EXERCISE AIM:
Check every line below for the word "their" and copy the ones that have it.

[Stored items]
◇ ◇ ◇

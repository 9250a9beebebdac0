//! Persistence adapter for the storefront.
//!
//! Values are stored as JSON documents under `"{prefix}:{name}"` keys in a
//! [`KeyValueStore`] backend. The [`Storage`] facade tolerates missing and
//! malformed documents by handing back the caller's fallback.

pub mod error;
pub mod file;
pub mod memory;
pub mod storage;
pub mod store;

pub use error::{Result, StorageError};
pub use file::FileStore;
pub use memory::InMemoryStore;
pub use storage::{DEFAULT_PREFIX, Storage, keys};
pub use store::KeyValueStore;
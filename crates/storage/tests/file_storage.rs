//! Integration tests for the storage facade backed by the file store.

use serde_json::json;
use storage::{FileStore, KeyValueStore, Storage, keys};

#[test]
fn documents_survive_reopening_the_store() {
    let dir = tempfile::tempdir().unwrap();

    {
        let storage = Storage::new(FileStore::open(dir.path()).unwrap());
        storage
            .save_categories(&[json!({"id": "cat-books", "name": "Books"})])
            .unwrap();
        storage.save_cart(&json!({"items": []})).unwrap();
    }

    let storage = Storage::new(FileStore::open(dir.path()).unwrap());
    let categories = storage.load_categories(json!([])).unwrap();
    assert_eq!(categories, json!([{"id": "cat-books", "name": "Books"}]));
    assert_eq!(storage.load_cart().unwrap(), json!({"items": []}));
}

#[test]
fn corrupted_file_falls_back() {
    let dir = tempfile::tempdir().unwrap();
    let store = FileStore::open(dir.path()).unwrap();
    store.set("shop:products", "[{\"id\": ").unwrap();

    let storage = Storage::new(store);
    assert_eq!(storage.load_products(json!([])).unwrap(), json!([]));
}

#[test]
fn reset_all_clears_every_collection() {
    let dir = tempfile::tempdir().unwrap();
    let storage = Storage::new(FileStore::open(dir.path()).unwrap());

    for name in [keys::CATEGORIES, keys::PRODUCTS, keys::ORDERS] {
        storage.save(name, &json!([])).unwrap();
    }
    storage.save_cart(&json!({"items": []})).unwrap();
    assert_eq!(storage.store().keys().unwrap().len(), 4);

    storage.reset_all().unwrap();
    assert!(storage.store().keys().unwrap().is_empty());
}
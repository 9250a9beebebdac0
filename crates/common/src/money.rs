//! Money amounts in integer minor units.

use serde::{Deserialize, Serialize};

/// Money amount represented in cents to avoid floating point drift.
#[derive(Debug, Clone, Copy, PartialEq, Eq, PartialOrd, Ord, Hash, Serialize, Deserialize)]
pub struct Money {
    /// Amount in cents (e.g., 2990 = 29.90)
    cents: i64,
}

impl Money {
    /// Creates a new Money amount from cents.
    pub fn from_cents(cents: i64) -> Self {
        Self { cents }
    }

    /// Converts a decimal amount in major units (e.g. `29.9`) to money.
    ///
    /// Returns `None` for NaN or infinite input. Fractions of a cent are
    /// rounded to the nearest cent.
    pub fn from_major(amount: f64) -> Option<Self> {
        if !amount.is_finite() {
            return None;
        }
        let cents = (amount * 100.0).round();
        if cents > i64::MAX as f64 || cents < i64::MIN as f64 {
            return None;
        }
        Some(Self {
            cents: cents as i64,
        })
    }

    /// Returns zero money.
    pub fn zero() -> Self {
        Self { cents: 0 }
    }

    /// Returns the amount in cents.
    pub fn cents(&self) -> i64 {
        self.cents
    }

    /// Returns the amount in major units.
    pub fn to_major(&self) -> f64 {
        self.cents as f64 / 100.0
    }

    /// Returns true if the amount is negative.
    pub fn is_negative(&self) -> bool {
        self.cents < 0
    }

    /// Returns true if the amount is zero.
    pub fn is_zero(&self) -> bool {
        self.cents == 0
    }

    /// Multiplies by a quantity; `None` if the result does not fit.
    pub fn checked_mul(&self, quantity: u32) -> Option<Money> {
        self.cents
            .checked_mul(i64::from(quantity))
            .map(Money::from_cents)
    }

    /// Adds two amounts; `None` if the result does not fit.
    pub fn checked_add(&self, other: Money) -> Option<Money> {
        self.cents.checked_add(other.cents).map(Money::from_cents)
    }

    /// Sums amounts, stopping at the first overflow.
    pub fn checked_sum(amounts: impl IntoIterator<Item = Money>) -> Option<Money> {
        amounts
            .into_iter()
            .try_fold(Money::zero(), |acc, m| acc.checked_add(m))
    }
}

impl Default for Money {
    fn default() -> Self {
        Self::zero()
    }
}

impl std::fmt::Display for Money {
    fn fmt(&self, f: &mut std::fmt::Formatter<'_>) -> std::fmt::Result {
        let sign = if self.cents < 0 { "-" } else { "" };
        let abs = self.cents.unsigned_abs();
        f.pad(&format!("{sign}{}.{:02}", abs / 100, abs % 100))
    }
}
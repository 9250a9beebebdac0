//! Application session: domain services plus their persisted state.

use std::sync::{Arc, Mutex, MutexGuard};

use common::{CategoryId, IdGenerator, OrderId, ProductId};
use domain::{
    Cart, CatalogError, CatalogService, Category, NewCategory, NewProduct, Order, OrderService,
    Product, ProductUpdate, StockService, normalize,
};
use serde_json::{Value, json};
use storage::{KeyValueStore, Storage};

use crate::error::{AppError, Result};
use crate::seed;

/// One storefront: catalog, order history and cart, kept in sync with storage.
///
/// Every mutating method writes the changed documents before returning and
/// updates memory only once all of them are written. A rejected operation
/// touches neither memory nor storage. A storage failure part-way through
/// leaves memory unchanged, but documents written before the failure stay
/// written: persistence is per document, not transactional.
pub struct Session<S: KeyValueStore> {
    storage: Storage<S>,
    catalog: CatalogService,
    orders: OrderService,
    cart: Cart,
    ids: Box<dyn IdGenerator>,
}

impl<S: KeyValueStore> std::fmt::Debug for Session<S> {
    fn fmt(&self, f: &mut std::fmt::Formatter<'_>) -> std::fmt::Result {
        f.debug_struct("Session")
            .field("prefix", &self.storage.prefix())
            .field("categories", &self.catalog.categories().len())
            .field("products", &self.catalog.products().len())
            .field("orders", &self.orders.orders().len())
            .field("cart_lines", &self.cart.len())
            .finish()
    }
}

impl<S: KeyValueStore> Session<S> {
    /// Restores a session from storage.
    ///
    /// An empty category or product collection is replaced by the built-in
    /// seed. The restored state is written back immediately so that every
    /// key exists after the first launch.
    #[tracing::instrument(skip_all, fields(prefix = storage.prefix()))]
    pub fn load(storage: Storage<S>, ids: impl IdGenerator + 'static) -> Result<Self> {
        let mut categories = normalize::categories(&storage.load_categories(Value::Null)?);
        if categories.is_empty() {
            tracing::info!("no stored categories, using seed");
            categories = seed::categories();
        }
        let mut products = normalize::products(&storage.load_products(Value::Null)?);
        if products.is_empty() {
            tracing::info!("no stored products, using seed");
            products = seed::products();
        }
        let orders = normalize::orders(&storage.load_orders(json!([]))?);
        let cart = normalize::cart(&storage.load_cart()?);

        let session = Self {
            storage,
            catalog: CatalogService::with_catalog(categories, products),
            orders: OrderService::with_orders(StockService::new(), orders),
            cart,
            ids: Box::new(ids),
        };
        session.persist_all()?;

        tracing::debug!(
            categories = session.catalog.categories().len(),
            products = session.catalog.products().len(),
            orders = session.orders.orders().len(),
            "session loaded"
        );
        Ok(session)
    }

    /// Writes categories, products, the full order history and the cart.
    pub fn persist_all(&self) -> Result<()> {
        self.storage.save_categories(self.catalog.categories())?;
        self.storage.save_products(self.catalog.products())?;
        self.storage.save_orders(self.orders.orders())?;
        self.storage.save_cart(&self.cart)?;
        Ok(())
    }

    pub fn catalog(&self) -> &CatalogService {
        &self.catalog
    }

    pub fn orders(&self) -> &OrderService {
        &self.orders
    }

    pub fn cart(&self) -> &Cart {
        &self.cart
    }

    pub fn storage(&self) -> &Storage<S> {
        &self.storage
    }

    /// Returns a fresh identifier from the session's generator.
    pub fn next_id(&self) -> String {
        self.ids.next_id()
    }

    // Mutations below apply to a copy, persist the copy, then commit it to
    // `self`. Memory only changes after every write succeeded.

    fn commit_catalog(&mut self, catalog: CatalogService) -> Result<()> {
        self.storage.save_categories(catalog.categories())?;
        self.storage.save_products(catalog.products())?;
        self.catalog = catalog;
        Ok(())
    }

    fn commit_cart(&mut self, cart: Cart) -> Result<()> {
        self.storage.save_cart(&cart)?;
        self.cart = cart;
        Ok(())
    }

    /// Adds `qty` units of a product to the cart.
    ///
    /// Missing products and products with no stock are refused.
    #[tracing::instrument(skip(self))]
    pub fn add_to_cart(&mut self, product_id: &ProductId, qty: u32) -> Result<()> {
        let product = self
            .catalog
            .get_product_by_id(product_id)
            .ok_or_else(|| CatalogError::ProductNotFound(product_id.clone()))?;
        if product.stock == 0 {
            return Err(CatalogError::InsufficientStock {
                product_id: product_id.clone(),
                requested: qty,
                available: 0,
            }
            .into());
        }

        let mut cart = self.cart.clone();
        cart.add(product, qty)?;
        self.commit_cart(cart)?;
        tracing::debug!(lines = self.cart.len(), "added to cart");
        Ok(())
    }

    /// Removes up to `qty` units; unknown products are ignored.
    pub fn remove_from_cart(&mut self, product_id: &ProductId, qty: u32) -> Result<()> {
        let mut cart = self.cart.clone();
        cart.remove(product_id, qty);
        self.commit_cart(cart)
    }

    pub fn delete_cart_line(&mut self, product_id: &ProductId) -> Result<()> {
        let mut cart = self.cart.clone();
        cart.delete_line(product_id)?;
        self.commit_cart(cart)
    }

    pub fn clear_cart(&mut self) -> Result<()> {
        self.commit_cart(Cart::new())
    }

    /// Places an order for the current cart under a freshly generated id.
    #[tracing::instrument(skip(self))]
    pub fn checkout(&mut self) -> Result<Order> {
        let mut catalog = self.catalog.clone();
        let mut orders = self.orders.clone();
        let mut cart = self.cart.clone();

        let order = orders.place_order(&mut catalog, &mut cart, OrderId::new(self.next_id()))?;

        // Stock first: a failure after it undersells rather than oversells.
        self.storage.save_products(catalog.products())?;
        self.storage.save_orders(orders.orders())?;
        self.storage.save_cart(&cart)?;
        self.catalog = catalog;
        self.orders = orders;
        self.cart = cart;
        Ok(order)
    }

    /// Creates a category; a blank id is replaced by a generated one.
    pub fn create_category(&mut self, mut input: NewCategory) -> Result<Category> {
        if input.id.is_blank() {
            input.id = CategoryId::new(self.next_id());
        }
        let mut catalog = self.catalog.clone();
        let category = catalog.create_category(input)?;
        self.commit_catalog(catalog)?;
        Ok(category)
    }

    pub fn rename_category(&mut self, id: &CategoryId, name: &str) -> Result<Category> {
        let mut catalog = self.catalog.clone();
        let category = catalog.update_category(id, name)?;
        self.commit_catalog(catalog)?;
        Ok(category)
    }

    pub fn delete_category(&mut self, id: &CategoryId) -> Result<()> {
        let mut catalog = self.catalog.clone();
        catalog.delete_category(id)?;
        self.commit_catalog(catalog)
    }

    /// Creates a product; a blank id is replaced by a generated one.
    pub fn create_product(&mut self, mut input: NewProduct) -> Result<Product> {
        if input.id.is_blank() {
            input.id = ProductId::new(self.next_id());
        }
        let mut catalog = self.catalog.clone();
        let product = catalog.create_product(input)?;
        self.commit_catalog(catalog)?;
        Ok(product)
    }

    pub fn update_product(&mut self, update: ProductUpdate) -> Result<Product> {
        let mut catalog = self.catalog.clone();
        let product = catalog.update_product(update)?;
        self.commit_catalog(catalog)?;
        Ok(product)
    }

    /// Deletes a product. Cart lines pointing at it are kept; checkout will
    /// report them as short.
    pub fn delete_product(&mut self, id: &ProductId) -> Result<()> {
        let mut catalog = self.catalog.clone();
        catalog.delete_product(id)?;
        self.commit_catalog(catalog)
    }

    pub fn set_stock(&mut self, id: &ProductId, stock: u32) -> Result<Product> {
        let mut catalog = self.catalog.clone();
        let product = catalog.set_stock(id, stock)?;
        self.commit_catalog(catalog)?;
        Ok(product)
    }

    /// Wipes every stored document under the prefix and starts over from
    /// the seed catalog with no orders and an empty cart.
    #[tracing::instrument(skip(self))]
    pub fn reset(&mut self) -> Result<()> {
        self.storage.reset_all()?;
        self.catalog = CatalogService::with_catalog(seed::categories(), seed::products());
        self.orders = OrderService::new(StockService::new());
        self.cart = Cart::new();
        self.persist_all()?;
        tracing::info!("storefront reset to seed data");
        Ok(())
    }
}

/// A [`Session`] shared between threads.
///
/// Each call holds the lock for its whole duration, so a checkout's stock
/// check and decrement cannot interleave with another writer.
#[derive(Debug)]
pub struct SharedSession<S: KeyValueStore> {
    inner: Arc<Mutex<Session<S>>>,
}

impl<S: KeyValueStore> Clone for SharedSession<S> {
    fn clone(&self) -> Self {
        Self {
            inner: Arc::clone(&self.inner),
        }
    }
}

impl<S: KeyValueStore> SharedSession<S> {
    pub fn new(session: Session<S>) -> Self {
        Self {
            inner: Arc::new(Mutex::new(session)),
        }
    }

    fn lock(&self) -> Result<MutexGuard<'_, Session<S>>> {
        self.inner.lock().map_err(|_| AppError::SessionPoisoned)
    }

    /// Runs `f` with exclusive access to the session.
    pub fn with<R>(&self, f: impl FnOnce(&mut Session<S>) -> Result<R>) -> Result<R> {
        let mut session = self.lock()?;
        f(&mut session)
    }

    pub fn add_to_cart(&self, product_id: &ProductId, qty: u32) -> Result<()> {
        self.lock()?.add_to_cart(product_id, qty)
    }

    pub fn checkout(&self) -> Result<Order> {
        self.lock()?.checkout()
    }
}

◇ ◇ ◇

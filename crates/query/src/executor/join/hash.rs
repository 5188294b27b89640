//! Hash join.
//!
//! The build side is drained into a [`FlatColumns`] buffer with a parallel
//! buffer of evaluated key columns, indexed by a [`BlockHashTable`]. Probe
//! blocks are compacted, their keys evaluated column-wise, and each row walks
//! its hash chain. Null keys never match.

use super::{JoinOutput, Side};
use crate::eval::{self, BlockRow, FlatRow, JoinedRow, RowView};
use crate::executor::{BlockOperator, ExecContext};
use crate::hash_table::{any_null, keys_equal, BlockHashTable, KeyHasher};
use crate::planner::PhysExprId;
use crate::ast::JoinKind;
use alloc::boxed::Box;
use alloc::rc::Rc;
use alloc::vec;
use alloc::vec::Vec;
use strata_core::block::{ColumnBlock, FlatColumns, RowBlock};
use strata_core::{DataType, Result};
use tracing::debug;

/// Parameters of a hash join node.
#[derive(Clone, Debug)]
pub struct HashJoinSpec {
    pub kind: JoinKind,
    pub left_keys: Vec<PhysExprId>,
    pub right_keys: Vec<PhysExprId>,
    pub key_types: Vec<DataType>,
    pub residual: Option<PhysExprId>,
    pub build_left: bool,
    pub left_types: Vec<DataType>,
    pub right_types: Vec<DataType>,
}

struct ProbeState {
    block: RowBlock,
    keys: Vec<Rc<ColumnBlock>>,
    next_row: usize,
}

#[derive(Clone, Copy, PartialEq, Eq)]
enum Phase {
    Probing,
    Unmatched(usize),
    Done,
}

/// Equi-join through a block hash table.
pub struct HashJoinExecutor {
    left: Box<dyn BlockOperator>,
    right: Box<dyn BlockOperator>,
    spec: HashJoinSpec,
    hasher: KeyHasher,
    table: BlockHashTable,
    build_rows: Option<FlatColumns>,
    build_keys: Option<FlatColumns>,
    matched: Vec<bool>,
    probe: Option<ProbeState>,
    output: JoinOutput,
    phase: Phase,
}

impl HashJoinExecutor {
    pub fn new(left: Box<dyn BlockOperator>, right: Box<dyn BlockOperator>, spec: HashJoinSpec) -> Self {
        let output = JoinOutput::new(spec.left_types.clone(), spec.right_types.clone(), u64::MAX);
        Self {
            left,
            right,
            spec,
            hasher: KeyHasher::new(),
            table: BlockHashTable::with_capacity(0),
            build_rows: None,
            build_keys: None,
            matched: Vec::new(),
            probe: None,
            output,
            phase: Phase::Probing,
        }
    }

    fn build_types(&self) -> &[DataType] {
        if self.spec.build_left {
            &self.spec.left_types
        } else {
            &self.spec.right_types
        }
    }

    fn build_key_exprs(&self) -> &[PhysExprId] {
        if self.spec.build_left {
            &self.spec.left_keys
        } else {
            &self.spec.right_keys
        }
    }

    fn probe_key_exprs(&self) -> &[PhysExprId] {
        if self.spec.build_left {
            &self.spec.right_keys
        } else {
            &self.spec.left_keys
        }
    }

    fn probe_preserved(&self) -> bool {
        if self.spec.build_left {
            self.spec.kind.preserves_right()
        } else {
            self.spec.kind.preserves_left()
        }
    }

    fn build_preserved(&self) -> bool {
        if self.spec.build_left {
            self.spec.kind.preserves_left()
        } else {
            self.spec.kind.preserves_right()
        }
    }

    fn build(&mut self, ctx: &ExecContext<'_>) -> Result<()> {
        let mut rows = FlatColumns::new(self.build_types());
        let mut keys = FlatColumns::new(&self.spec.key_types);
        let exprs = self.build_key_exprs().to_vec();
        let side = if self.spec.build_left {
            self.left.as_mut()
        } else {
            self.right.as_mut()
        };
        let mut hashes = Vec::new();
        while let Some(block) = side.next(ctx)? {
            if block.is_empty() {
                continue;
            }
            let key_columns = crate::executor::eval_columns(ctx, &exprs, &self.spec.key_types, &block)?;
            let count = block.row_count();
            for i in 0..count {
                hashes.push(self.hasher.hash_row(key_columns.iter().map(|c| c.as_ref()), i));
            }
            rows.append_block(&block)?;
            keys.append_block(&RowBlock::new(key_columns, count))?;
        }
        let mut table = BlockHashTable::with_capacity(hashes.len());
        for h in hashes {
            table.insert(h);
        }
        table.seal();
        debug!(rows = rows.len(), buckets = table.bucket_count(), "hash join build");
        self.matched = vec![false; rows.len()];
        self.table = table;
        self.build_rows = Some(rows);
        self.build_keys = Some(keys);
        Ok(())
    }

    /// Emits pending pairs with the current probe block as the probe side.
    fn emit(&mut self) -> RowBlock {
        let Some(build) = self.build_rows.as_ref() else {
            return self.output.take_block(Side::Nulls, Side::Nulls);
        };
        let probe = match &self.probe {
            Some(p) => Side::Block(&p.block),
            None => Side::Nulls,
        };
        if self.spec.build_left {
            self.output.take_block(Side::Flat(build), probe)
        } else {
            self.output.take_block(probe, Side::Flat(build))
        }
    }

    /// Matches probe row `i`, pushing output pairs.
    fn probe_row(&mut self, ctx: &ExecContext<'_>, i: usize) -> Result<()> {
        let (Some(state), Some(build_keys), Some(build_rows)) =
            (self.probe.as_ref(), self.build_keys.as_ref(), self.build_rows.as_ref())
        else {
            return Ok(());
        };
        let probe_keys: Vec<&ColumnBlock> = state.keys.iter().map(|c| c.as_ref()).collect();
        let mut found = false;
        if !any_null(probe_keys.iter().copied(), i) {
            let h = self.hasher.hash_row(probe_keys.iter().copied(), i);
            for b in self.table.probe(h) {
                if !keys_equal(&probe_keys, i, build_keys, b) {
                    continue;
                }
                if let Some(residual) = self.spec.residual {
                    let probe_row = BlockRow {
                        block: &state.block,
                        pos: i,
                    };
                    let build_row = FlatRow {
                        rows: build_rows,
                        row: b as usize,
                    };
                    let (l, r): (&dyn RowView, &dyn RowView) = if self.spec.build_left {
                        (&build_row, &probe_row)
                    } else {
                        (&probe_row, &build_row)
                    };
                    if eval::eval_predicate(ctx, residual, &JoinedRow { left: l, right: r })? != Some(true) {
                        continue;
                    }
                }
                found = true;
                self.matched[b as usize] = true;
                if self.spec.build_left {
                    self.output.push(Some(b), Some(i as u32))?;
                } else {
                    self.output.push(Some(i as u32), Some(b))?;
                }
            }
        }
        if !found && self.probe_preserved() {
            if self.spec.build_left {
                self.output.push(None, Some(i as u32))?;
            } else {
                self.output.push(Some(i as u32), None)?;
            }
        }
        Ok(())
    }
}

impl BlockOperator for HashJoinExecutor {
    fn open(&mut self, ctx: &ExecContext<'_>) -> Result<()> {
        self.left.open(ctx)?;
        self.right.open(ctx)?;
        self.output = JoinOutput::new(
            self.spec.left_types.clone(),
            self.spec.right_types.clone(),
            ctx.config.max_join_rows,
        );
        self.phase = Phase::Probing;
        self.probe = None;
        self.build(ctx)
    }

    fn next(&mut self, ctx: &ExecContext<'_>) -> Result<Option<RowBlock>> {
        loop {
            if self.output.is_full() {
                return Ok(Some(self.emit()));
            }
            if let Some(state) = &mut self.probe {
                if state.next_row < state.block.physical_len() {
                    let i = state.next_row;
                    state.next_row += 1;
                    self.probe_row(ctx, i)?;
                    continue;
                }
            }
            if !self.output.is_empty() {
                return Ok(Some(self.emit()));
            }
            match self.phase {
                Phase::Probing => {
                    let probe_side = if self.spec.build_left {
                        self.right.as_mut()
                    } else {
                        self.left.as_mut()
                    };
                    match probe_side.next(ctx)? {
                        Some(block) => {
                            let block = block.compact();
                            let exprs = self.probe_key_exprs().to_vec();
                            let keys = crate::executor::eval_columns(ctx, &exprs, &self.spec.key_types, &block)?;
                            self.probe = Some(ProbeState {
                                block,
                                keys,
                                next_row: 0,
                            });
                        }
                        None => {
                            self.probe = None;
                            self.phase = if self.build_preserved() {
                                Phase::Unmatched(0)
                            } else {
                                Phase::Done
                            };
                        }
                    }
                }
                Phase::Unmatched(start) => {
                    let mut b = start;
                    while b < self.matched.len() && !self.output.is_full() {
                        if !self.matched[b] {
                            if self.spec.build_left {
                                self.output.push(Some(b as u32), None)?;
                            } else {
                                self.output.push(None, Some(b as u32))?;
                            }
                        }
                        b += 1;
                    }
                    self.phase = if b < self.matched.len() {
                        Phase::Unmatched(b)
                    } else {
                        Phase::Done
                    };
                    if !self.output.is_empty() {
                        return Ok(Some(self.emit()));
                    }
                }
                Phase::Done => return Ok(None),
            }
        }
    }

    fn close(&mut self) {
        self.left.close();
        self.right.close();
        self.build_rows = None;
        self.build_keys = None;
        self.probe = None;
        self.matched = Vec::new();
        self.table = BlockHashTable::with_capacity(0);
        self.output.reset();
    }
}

◇ ◇ ◇

WORKED SOLUTION:
//! Application session: domain services plus their persisted state.
//! blocks are compacted, their keys evaluated column-wise, and each row walks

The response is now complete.